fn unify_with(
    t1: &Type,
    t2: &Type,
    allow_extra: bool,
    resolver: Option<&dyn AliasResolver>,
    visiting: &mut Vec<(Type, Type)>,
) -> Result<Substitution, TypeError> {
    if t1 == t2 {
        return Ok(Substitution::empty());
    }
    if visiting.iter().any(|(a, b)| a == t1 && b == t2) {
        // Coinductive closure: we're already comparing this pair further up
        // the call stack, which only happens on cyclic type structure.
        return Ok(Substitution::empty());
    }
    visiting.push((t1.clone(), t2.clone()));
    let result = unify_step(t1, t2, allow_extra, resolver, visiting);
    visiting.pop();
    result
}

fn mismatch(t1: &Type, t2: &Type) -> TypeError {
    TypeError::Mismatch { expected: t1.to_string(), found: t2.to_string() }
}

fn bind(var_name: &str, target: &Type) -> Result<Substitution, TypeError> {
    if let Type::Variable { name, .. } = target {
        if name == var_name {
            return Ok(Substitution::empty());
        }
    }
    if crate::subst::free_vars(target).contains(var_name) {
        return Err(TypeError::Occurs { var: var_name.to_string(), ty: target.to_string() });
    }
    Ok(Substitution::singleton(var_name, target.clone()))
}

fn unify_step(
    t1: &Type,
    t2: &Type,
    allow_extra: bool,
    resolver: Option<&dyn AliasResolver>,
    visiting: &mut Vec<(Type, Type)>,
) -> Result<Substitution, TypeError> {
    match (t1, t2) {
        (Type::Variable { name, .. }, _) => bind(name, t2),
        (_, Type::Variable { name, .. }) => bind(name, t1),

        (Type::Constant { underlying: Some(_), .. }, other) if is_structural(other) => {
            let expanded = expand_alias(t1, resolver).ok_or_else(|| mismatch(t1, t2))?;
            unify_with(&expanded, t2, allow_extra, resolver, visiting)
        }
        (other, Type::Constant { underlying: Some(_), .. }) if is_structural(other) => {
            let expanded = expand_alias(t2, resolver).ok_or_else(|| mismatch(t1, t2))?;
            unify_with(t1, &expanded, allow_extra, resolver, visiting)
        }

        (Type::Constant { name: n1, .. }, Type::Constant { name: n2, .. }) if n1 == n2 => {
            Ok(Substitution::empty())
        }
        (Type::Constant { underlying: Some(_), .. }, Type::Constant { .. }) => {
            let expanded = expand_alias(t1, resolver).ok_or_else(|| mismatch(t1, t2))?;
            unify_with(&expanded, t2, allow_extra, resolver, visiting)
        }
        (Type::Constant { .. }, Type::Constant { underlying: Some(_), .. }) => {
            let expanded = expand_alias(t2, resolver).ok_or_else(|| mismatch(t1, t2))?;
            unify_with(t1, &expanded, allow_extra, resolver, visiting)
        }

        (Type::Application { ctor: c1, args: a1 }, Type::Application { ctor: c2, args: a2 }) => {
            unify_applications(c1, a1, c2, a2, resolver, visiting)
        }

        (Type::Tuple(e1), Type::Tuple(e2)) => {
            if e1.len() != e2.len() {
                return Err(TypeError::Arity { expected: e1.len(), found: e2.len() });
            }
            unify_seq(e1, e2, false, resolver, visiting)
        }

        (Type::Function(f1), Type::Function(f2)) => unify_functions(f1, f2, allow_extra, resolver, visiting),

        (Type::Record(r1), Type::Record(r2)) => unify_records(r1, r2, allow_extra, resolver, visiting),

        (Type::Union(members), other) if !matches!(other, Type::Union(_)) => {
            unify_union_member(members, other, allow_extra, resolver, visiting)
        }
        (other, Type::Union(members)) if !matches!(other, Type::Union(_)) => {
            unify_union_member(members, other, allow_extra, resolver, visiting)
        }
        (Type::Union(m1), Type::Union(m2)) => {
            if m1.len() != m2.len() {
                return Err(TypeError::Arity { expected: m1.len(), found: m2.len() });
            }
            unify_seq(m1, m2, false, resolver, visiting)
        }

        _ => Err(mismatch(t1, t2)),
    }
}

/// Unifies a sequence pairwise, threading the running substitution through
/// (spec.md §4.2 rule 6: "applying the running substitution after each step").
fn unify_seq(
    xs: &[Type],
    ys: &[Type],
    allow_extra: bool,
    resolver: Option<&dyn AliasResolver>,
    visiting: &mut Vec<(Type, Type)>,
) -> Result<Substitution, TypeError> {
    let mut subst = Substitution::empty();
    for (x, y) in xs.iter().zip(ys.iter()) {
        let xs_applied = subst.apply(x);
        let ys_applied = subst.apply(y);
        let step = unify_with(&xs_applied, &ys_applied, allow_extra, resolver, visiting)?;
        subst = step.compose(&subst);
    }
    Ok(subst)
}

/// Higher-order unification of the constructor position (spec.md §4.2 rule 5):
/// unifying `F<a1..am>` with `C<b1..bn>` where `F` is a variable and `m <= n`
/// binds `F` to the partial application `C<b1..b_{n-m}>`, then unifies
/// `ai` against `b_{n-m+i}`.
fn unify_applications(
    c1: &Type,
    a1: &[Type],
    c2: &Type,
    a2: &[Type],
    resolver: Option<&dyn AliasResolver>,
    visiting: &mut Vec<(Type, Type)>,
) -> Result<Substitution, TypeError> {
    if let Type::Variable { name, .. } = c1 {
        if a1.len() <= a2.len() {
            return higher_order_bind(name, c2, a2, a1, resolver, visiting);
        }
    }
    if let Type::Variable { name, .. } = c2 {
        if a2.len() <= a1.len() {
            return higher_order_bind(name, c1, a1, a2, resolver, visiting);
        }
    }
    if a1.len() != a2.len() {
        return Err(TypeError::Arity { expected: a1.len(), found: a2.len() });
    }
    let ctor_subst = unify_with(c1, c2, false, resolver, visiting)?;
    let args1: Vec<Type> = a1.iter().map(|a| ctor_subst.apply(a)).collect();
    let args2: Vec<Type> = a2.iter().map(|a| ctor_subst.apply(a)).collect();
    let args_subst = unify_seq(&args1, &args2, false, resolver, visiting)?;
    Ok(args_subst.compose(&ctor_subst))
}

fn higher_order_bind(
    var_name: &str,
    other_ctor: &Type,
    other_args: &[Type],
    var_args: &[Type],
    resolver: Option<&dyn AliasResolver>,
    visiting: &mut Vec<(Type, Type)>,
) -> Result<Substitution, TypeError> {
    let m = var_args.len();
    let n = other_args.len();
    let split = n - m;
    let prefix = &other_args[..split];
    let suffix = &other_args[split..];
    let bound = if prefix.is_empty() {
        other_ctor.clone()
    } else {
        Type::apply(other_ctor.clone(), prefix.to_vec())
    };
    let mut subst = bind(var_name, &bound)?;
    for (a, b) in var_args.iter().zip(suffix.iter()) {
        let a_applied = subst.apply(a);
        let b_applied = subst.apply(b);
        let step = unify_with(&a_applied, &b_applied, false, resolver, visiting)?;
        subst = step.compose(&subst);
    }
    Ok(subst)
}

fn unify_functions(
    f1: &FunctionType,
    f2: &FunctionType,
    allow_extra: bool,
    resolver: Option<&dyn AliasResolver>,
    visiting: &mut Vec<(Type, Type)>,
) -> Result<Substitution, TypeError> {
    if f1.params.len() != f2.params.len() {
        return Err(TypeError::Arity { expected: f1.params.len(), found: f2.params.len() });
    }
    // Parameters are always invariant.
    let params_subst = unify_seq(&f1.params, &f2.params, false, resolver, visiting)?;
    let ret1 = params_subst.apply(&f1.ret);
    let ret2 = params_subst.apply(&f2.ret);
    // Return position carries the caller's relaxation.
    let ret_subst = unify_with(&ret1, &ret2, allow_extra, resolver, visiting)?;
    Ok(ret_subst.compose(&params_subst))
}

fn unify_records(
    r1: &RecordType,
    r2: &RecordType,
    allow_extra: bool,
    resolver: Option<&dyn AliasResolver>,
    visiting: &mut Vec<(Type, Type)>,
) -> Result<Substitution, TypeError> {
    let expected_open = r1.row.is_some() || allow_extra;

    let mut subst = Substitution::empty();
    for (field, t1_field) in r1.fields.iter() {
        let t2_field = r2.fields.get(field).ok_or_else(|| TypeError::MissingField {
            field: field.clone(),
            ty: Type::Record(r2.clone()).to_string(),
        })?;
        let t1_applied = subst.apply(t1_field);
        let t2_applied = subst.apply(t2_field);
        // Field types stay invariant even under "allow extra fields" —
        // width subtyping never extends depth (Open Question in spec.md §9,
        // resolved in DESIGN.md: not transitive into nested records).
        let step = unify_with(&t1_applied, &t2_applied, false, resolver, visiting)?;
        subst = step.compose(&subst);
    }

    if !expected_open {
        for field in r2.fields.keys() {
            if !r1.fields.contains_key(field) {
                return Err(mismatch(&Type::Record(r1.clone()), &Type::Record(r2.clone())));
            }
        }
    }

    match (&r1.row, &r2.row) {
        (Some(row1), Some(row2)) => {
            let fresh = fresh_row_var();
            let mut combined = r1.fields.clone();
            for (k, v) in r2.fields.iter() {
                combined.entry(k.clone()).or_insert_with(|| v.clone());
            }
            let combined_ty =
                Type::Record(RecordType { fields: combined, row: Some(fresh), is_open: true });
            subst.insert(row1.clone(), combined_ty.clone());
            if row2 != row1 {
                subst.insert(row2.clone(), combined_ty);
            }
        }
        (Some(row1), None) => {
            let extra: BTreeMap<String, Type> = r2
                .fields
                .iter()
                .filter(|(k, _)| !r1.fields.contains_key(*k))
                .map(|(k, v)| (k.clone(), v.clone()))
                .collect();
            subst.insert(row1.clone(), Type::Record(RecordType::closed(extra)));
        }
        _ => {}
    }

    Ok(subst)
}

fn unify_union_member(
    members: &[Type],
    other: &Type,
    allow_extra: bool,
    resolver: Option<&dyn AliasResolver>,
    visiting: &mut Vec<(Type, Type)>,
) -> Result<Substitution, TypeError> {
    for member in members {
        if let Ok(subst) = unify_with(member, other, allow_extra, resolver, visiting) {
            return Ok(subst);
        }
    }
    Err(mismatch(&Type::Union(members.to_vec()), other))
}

• _WHAT YOU ARE ASKED TO DO_
Give back exactly the material above from its opening line to the line bearing "if visiting.iter().any(|(a, b)|".

• _WRITTEN RESPONSE_
fn unify_with(
    t1: &Type,
    t2: &Type,
    allow_extra: bool,
    resolver: Option<&dyn AliasResolver>,
    visiting: &mut Vec<(Type, Type)>,
) -> Result<Substitution, TypeError> {
    if t1 == t2 {
        return Ok(Substitution::empty());
    }
    if visiting.iter().any(|(a, b)| a == t1 && b == t2) {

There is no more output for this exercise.